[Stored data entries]
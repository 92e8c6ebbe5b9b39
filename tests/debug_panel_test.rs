use flow_materials::{
    panel::{DebugPanel, PANEL_MARGIN, PANEL_WIDTH, ROW_HEIGHT},
    scene::{Bootstrap, SLIDER_STEP, bootstrap},
};

use crate::common::test_utils::assert_close;

mod common;

const VIEWPORT_WIDTH: f32 = 800.0;

#[derive(Debug, Default)]
struct Params {
    metalness: f32,
    roughness: f32,
}

fn params_panel() -> DebugPanel<Params> {
    let mut panel = DebugPanel::new();
    panel
        .add(|p: &Params| p.metalness, |p, v| p.metalness = v)
        .min(0.0)
        .max(1.0)
        .step(SLIDER_STEP)
        .name("metalness");
    panel
        .add(|p: &Params| p.roughness, |p, v| p.roughness = v)
        .min(0.0)
        .max(1.0)
        .step(SLIDER_STEP)
        .name("roughness");
    panel
}

#[test]
fn should_write_only_the_bound_field() {
    let mut params = Params::default();
    let mut panel = params_panel();

    assert_close(panel.set(&mut params, "roughness", 0.25).unwrap(), 0.25);
    assert_close(params.roughness, 0.25);
    assert_close(params.metalness, 0.0);

    assert_close(panel.set(&mut params, "metalness", 0.75).unwrap(), 0.75);
    assert_close(params.metalness, 0.75);
    assert_close(params.roughness, 0.25);

    assert_eq!(panel.set(&mut params, "unknown", 0.5), None);
}

#[test]
fn should_snap_and_clamp_values() {
    let mut params = Params::default();
    let mut panel = params_panel();

    assert_close(panel.set(&mut params, "metalness", 0.123456).unwrap(), 0.1235);
    assert_close(panel.set(&mut params, "metalness", 0.7).unwrap(), 0.7);
    assert_close(params.metalness, 0.7);
    assert_close(panel.set(&mut params, "metalness", 1.5).unwrap(), 1.0);
    assert_eq!(panel.set(&mut params, "metalness", -0.2), Some(0.0));
    assert_eq!(params.metalness, 0.0);
}

#[test]
fn should_expose_slider_configuration() {
    let panel = params_panel();
    let slider = panel.slider("roughness").unwrap();

    assert_eq!(slider.label(), "roughness");
    assert_eq!(slider.range(), (0.0, 1.0));
    assert_eq!(slider.step_size(), Some(SLIDER_STEP));
    assert_eq!(panel.position("roughness"), Some(1));
    assert_eq!(panel.len(), 2);
}

#[test]
fn should_bind_each_showcase_slider_to_its_own_material_field() {
    let Bootstrap {
        mut scene,
        mut panel,
        door,
        environment,
        ..
    } = bootstrap();
    let labels: Vec<_> = panel.sliders().iter().map(|s| s.label().to_string()).collect();
    assert_eq!(
        labels,
        ["door metalness", "door roughness", " metalness", " roughness"]
    );

    panel.set(&mut scene, "door metalness", 0.3).unwrap();
    panel.set(&mut scene, "door roughness", 0.4).unwrap();
    panel.set(&mut scene, " metalness", 0.6).unwrap();
    panel.set(&mut scene, " roughness", 0.7).unwrap();

    assert_close(scene.material(door).metalness, 0.3);
    assert_close(scene.material(door).roughness, 0.4);
    assert_close(scene.material(environment).metalness, 0.6);
    assert_close(scene.material(environment).roughness, 0.7);
    assert_close(panel.slider(" roughness").unwrap().get(&scene), 0.7);
}

#[test]
fn should_lay_out_rows_in_the_top_right_corner() {
    let panel = params_panel();
    let rect = panel.panel_rect(VIEWPORT_WIDTH);

    assert_close(rect.x, VIEWPORT_WIDTH - PANEL_MARGIN - PANEL_WIDTH);
    assert_close(rect.y, 0.0);
    assert_close(rect.height, 2.0 * ROW_HEIGHT);
    assert_close(panel.row_rect(1, VIEWPORT_WIDTH).y, ROW_HEIGHT);

    let track = panel.track_rect(0, VIEWPORT_WIDTH);
    assert!(track.x > rect.x);
    assert!(track.x + track.width <= rect.x + rect.width);
}

#[test]
fn should_drag_a_slider_and_consume_the_pointer() {
    let mut params = Params::default();
    let mut panel = params_panel();
    let track = panel.track_rect(1, VIEWPORT_WIDTH);
    let y = track.y + track.height / 2.0;

    let hover = panel.pointer_moved(&mut params, track.x + track.width / 2.0, y, VIEWPORT_WIDTH);
    assert!(!hover.consumed);

    let press = panel.pointer_pressed(&mut params, VIEWPORT_WIDTH);
    assert!(press.consumed);
    let (idx, value) = press.changed.unwrap();
    assert_eq!(idx, 1);
    assert_close(value, 0.5);
    assert!(panel.is_dragging());
    assert_close(params.roughness, 0.5);

    // Leaving the track while dragging keeps editing the same slider.
    let drag = panel.pointer_moved(&mut params, track.x + track.width + 100.0, y + 200.0, VIEWPORT_WIDTH);
    assert!(drag.consumed);
    let (idx, value) = drag.changed.unwrap();
    assert_eq!(idx, 1);
    assert_close(value, 1.0);
    assert_close(params.metalness, 0.0);

    assert!(panel.pointer_released().consumed);
    assert!(!panel.is_dragging());
    assert!(!panel.pointer_released().consumed);
}

#[test]
fn should_ignore_pointer_outside_the_panel() {
    let mut params = Params::default();
    let mut panel = params_panel();

    panel.pointer_moved(&mut params, 10.0, 300.0, VIEWPORT_WIDTH);
    let press = panel.pointer_pressed(&mut params, VIEWPORT_WIDTH);
    assert!(!press.consumed);
    assert_eq!(press.changed, None);
    assert!(!panel.is_dragging());

    // Without a known cursor there is nothing to press.
    panel.pointer_left();
    assert!(!panel.pointer_pressed(&mut params, VIEWPORT_WIDTH).consumed);
}

#[test]
fn should_consume_clicks_on_labels_without_changing_values() {
    let mut params = Params::default();
    let mut panel = params_panel();
    let row = panel.row_rect(0, VIEWPORT_WIDTH);

    panel.pointer_moved(&mut params, row.x + 5.0, row.y + row.height / 2.0, VIEWPORT_WIDTH);
    let press = panel.pointer_pressed(&mut params, VIEWPORT_WIDTH);
    assert!(press.consumed);
    assert_eq!(press.changed, None);
    assert_close(params.metalness, 0.0);
}

#[test]
fn should_hide_and_let_input_through() {
    let mut params = Params::default();
    let mut panel = params_panel();
    assert!(panel.is_visible());
    assert!(!panel.quads(&params, VIEWPORT_WIDTH).is_empty());

    panel.toggle_visible();
    assert!(!panel.is_visible());
    assert!(panel.quads(&params, VIEWPORT_WIDTH).is_empty());

    let track = panel.track_rect(0, VIEWPORT_WIDTH);
    panel.pointer_moved(&mut params, track.x + 1.0, track.y + 1.0, VIEWPORT_WIDTH);
    assert!(!panel.pointer_pressed(&mut params, VIEWPORT_WIDTH).consumed);

    panel.toggle_visible();
    assert!(panel.is_visible());
}

#[test]
fn should_report_dirty_once_per_change() {
    let mut params = Params::default();
    let mut panel = params_panel();
    assert!(panel.take_dirty());
    assert!(!panel.take_dirty());

    panel.set(&mut params, "metalness", 0.2);
    assert!(panel.take_dirty());
    assert!(!panel.take_dirty());

    panel.set_visible(true);
    assert!(!panel.take_dirty());
    panel.set_visible(false);
    assert!(panel.take_dirty());

    panel.mark_dirty();
    assert!(panel.take_dirty());
}

#[test]
fn should_fill_tracks_by_value() {
    let mut params = Params::default();
    let mut panel = params_panel();
    // Background plus marker and track per row, no fill at zero.
    assert_eq!(panel.quads(&params, VIEWPORT_WIDTH).len(), 1 + 2 * 2);

    panel.set(&mut params, "metalness", 0.5);
    let quads = panel.quads(&params, VIEWPORT_WIDTH);
    assert_eq!(quads.len(), 1 + 2 * 2 + 1);
    let track = panel.track_rect(0, VIEWPORT_WIDTH);
    let fill = quads[3].rect;
    assert_close(fill.x, track.x);
    assert_close(fill.width, track.width * 0.5);
}

#[test]
fn should_format_values_to_the_step_precision() {
    let mut params = Params::default();
    let mut panel = params_panel();
    panel.set(&mut params, "metalness", 0.25);

    let slider = panel.slider("metalness").unwrap();
    assert_eq!(slider.display_value(&params), "0.2500");

    panel.add(|p: &Params| p.roughness, |p, v| p.roughness = v).step(0.5).name("coarse");
    panel.add(|p: &Params| p.roughness, |p, v| p.roughness = v).name("free");
    assert_eq!(panel.slider("coarse").unwrap().display_value(&params), "0.0");
    assert_eq!(panel.slider("free").unwrap().display_value(&params), "0.00");
}

#[test]
fn should_label_every_row_with_its_name_and_value() {
    let mut params = Params::default();
    let mut panel = params_panel();
    panel.set(&mut params, "roughness", 0.7);

    let labels = panel.labels(&params, VIEWPORT_WIDTH);
    let texts: Vec<_> = labels.iter().map(|label| label.text.as_str()).collect();
    assert_eq!(texts, ["metalness", "0.0000", "roughness", "0.7000"]);

    for (idx, pair) in labels.chunks(2).enumerate() {
        let row = panel.row_rect(idx, VIEWPORT_WIDTH);
        let track = panel.track_rect(idx, VIEWPORT_WIDTH);
        let (name, value) = (&pair[0], &pair[1]);
        // Names sit left of the track, values on it, both inside their row.
        assert!(name.rect.x > row.x);
        assert!(name.rect.x + name.rect.width <= track.x + 1e-3);
        assert!(value.rect.x >= track.x);
        assert!(value.rect.x + value.rect.width <= track.x + track.width + 1e-3);
        assert_close(name.rect.y, row.y);
        assert_close(value.rect.height, row.height);
    }

    panel.toggle_visible();
    assert!(panel.labels(&params, VIEWPORT_WIDTH).is_empty());
}

#[test]
fn should_label_the_showcase_sliders() {
    let Bootstrap { scene, panel, .. } = bootstrap();
    let texts: Vec<_> = panel
        .labels(&scene, VIEWPORT_WIDTH)
        .into_iter()
        .map(|label| label.text)
        .collect();
    assert_eq!(
        texts,
        [
            "door metalness",
            "0.0000",
            "door roughness",
            "1.0000",
            " metalness",
            "0.4500",
            " roughness",
            "0.0000",
        ]
    );
}
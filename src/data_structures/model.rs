//! Vertex layout, GPU meshes and the draw helpers used by the render pass.

use std::ops::Range;

use wgpu::util::DeviceExt;

use crate::data_structures::geometry::Geometry;

pub trait Vertex {
    fn desc() -> wgpu::VertexBufferLayout<'static>;
}

#[repr(C)]
#[derive(Copy, Clone, Debug, Default, PartialEq, bytemuck::Pod, bytemuck::Zeroable)]
pub struct ModelVertex {
    pub position: [f32; 3],
    pub tex_coords: [f32; 2],
    pub normal: [f32; 3],
    pub tangent: [f32; 3],
    pub bitangent: [f32; 3],
}

impl Vertex for ModelVertex {
    fn desc() -> wgpu::VertexBufferLayout<'static> {
        use std::mem;
        wgpu::VertexBufferLayout {
            array_stride: mem::size_of::<ModelVertex>() as wgpu::BufferAddress,
            step_mode: wgpu::VertexStepMode::Vertex,
            attributes: &[
                wgpu::VertexAttribute {
                    offset: 0,
                    shader_location: 0,
                    format: wgpu::VertexFormat::Float32x3,
                },
                wgpu::VertexAttribute {
                    offset: mem::size_of::<[f32; 3]>() as wgpu::BufferAddress,
                    shader_location: 1,
                    format: wgpu::VertexFormat::Float32x2,
                },
                wgpu::VertexAttribute {
                    offset: mem::size_of::<[f32; 5]>() as wgpu::BufferAddress,
                    shader_location: 2,
                    format: wgpu::VertexFormat::Float32x3,
                },
                // Tangent and bitangent
                wgpu::VertexAttribute {
                    offset: mem::size_of::<[f32; 8]>() as wgpu::BufferAddress,
                    shader_location: 3,
                    format: wgpu::VertexFormat::Float32x3,
                },
                wgpu::VertexAttribute {
                    offset: mem::size_of::<[f32; 11]>() as wgpu::BufferAddress,
                    shader_location: 4,
                    format: wgpu::VertexFormat::Float32x3,
                },
            ],
        }
    }
}

/// Vertex and index buffers of one uploaded [`Geometry`].
#[derive(Debug)]
pub struct Mesh {
    pub name: String,
    pub vertex_buffer: wgpu::Buffer,
    pub index_buffer: wgpu::Buffer,
    pub num_elements: u32,
}

impl Mesh {
    pub fn from_geometry(device: &wgpu::Device, name: &str, geometry: &Geometry) -> Self {
        let vertex_buffer = device.create_buffer_init(&wgpu::util::BufferInitDescriptor {
            label: Some(&format!("{:?} Vertex Buffer", name)),
            contents: bytemuck::cast_slice(&geometry.vertices),
            usage: wgpu::BufferUsages::VERTEX,
        });

        let index_buffer = device.create_buffer_init(&wgpu::util::BufferInitDescriptor {
            label: Some(&format!("{:?} Index Buffer", name)),
            contents: bytemuck::cast_slice(&geometry.indices),
            usage: wgpu::BufferUsages::INDEX,
        });

        Mesh {
            name: name.to_string(),
            vertex_buffer,
            index_buffer,
            num_elements: geometry.indices.len() as u32,
        }
    }
}

pub trait DrawModel<'a> {
    fn draw_mesh_instanced(
        &mut self,
        mesh: &'a Mesh,
        material_bind_group: &'a wgpu::BindGroup,
        instances: Range<u32>,
        camera_bind_group: &'a wgpu::BindGroup,
        light_bind_group: &'a wgpu::BindGroup,
    );
}

impl<'a, 'b> DrawModel<'b> for wgpu::RenderPass<'a>
where
    'b: 'a,
{
    fn draw_mesh_instanced(
        &mut self,
        mesh: &'b Mesh,
        material_bind_group: &'b wgpu::BindGroup,
        instances: Range<u32>,
        camera_bind_group: &'b wgpu::BindGroup,
        light_bind_group: &'b wgpu::BindGroup,
    ) {
        self.set_vertex_buffer(0, mesh.vertex_buffer.slice(..));
        self.set_index_buffer(mesh.index_buffer.slice(..), wgpu::IndexFormat::Uint32);
        self.set_bind_group(0, material_bind_group, &[]);
        self.set_bind_group(1, camera_bind_group, &[]);
        self.set_bind_group(2, light_bind_group, &[]);
        self.draw_indexed(0..mesh.num_elements, 0, instances);
    }
}
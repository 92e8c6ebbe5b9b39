use wgpu::util::DeviceExt;

use crate::data_structures::{
    instance::Instance,
    material::MaterialId,
    model,
    scene_graph::MeshNode,
};

/// An uploaded mesh node: geometry buffers plus a one-element instance buffer
/// carrying its transform.
#[derive(Debug)]
pub struct MeshResources {
    pub mesh: model::Mesh,
    pub instance_buffer: wgpu::Buffer,
    pub material: MaterialId,
    position: cgmath::Vector3<f32>,
}

impl MeshResources {
    pub fn new(device: &wgpu::Device, node: &MeshNode) -> Self {
        let mesh = model::Mesh::from_geometry(device, &node.name, &node.geometry);
        let instance_buffer = device.create_buffer_init(&wgpu::util::BufferInitDescriptor {
            label: Some(&format!("{:?} Instance Buffer", node.name)),
            contents: bytemuck::cast_slice(&[node.transform.to_raw()]),
            usage: wgpu::BufferUsages::VERTEX | wgpu::BufferUsages::COPY_DST,
        });
        Self {
            mesh,
            instance_buffer,
            material: node.material,
            position: node.transform.position,
        }
    }

    pub fn write_transform(&mut self, queue: &wgpu::Queue, transform: &Instance) {
        self.position = transform.position;
        queue.write_buffer(&self.instance_buffer, 0, bytemuck::cast_slice(&[transform.to_raw()]));
    }

    /// World position of the mesh origin, used to sort transparent meshes.
    pub fn position(&self) -> cgmath::Vector3<f32> {
        self.position
    }
}
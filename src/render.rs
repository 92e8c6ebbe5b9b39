//! GPU side of the scene and the frame's render pass.
//!
//! [`SceneResources`] mirrors a [`Scene`]: one [`MeshResources`] per mesh node, one
//! [`MaterialResources`] per material, the light uniform, the cached standard
//! pipelines and the debug panel geometry. [`SceneResources::draw`] records a single
//! pass: opaque meshes, then transparent meshes back to front, then the panel.
//!
//! Nothing here touches the window, so the same code renders into an offscreen
//! texture for tests.

use std::collections::HashMap;

use anyhow::Context as _;
use cgmath::{InnerSpace, Vector3};

use crate::{
    data_structures::{
        material::MaterialId,
        model::DrawModel,
        scene_graph::Scene,
        texture::Texture,
    },
    panel::DebugPanel,
    pipelines::{
        light::LightResources,
        panel::{PanelResources, PanelViewport},
        standard::StandardPipelines,
    },
    resources::{
        Loaded, TextureTarget,
        material::{MaterialResources, Placeholders, standard_material_layout, upload_map, upload_texture},
        mesh::MeshResources,
    },
};

/// Colour and depth attachments of one frame.
pub struct RenderTarget<'a> {
    pub colour: &'a wgpu::TextureView,
    pub depth: &'a wgpu::TextureView,
}

#[derive(Debug)]
pub struct SceneResources {
    pub meshes: Vec<MeshResources>,
    pub materials: Vec<MaterialResources>,
    pub light: LightResources,
    pub pipelines: StandardPipelines,
    pub panel: PanelResources,
    material_layout: wgpu::BindGroupLayout,
    library: HashMap<String, Texture>,
}

impl SceneResources {
    pub fn new(
        device: &wgpu::Device,
        queue: &wgpu::Queue,
        format: wgpu::TextureFormat,
        camera_bind_group_layout: &wgpu::BindGroupLayout,
        scene: &Scene,
    ) -> Self {
        let material_layout = standard_material_layout(device);
        let placeholders = Placeholders::new(device, queue);
        let materials: Vec<MaterialResources> = scene
            .material_ids()
            .map(|(id, material)| MaterialResources::new(device, &material_layout, id, material, &placeholders))
            .collect();
        let meshes = scene.meshes().map(|node| MeshResources::new(device, node)).collect();
        let light = LightResources::new(device, scene.lights());

        let mut pipelines = StandardPipelines::new(
            device,
            format,
            &material_layout,
            camera_bind_group_layout,
            &light.bind_group_layout,
        );
        for material in &materials {
            pipelines.prepare(device, material.key);
        }
        log::info!(
            "Created {} meshes, {} materials and {} pipelines",
            scene.mesh_count(),
            materials.len(),
            pipelines.len()
        );

        Self {
            meshes,
            materials,
            light,
            pipelines,
            panel: PanelResources::new(device, queue, format),
            material_layout,
            library: HashMap::new(),
        }
    }

    fn material(&mut self, id: MaterialId) -> anyhow::Result<&mut MaterialResources> {
        self.materials
            .iter_mut()
            .find(|material| material.id == id)
            .with_context(|| format!("No GPU resources for material {:?}", id))
    }

    /// Upload a finished load and bind it to its slot.
    pub fn apply_loaded(
        &mut self,
        device: &wgpu::Device,
        queue: &wgpu::Queue,
        scene: &Scene,
        loaded: Loaded,
    ) -> anyhow::Result<()> {
        match loaded {
            Loaded::Texture {
                target: TextureTarget::Map { material, kind },
                image,
            } => {
                let name = &scene.material(material).name;
                let label = format!("{} {}", name, kind.label());
                let texture = upload_map(device, queue, kind, &image, &label);
                let layout = self.material_layout.clone();
                self.material(material)?.set_map(device, &layout, name, kind, texture);
                log::info!("Bound {}", label);
            }
            Loaded::Texture {
                target: TextureTarget::Library { name, options },
                image,
            } => {
                let texture = upload_texture(device, queue, &image, &name, options);
                log::info!("Loaded {} into the texture library", name);
                self.library.insert(name, texture);
            }
            Loaded::CubeMap { material, faces } => {
                let name = &scene.material(material).name;
                let label = format!("{} environment map", name);
                let texture = Texture::create_cube(device, queue, &faces, &label)?;
                let layout = self.material_layout.clone();
                self.material(material)?.set_env_map(device, &layout, name, texture);
                log::info!("Bound {}", label);
            }
        }
        Ok(())
    }

    pub fn library_texture(&self, name: &str) -> Option<&Texture> {
        self.library.get(name)
    }

    /// Push the material uniforms after the CPU side changed, e.g. from a slider.
    pub fn write_materials(&self, queue: &wgpu::Queue, scene: &Scene) {
        for material in &self.materials {
            material.write_uniform(queue, scene.material(material.id));
        }
    }

    pub fn write_transforms(&mut self, queue: &wgpu::Queue, scene: &Scene) {
        for (resources, node) in self.meshes.iter_mut().zip(scene.meshes()) {
            resources.write_transform(queue, &node.transform);
        }
    }

    /// Rebuild the panel geometry and text for `viewport`.
    pub fn update_panel(
        &mut self,
        device: &wgpu::Device,
        queue: &wgpu::Queue,
        panel: &DebugPanel<Scene>,
        scene: &Scene,
        viewport: PanelViewport,
    ) {
        self.panel.update(
            device,
            queue,
            &panel.quads(scene, viewport.width),
            &panel.labels(scene, viewport.width),
            viewport,
        );
    }

    fn is_transparent(&self, mesh: &MeshResources) -> bool {
        self.materials
            .iter()
            .find(|material| material.id == mesh.material)
            .is_some_and(|material| material.key.transparent)
    }

    /// Draw order: opaque meshes in scene order, then transparent meshes furthest
    /// from the camera first.
    pub fn draw_order(&self, camera_position: Vector3<f32>) -> Vec<usize> {
        let (mut transparent, opaque): (Vec<usize>, Vec<usize>) =
            (0..self.meshes.len()).partition(|idx| self.is_transparent(&self.meshes[*idx]));
        let distance = |idx: &usize| (self.meshes[*idx].position() - camera_position).magnitude2();
        transparent.sort_by(|a, b| distance(b).total_cmp(&distance(a)));
        opaque.into_iter().chain(transparent).collect()
    }

    pub fn draw(
        &self,
        encoder: &mut wgpu::CommandEncoder,
        target: RenderTarget<'_>,
        clear_colour: wgpu::Color,
        camera_bind_group: &wgpu::BindGroup,
        camera_position: Vector3<f32>,
    ) {
        let mut render_pass = encoder.begin_render_pass(&wgpu::RenderPassDescriptor {
            label: Some("Render Pass"),
            color_attachments: &[Some(wgpu::RenderPassColorAttachment {
                view: target.colour,
                resolve_target: None,
                ops: wgpu::Operations {
                    load: wgpu::LoadOp::Clear(clear_colour),
                    store: wgpu::StoreOp::Store,
                },
                depth_slice: None,
            })],
            depth_stencil_attachment: Some(wgpu::RenderPassDepthStencilAttachment {
                view: target.depth,
                depth_ops: Some(wgpu::Operations {
                    load: wgpu::LoadOp::Clear(1.0),
                    store: wgpu::StoreOp::Store,
                }),
                stencil_ops: None,
            }),
            occlusion_query_set: None,
            timestamp_writes: None,
            multiview_mask: None,
        });

        for idx in self.draw_order(camera_position) {
            let mesh = &self.meshes[idx];
            let Some(material) = self.materials.iter().find(|m| m.id == mesh.material) else {
                log::warn!("Mesh {} has no material, skipping", mesh.mesh.name);
                continue;
            };
            let Some(pipeline) = self.pipelines.get(material.key) else {
                log::warn!("No pipeline for {:?}, skipping {}", material.key, mesh.mesh.name);
                continue;
            };
            render_pass.set_pipeline(pipeline);
            render_pass.set_vertex_buffer(1, mesh.instance_buffer.slice(..));
            render_pass.draw_mesh_instanced(
                &mesh.mesh,
                &material.bind_group,
                0..1,
                camera_bind_group,
                &self.light.bind_group,
            );
        }

        self.panel.draw(&mut render_pass);
    }
}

## Task description
I need every line of the data that has the word "common"; please list them.

## Reply
use crate::common::test_utils::assert_close;
mod common;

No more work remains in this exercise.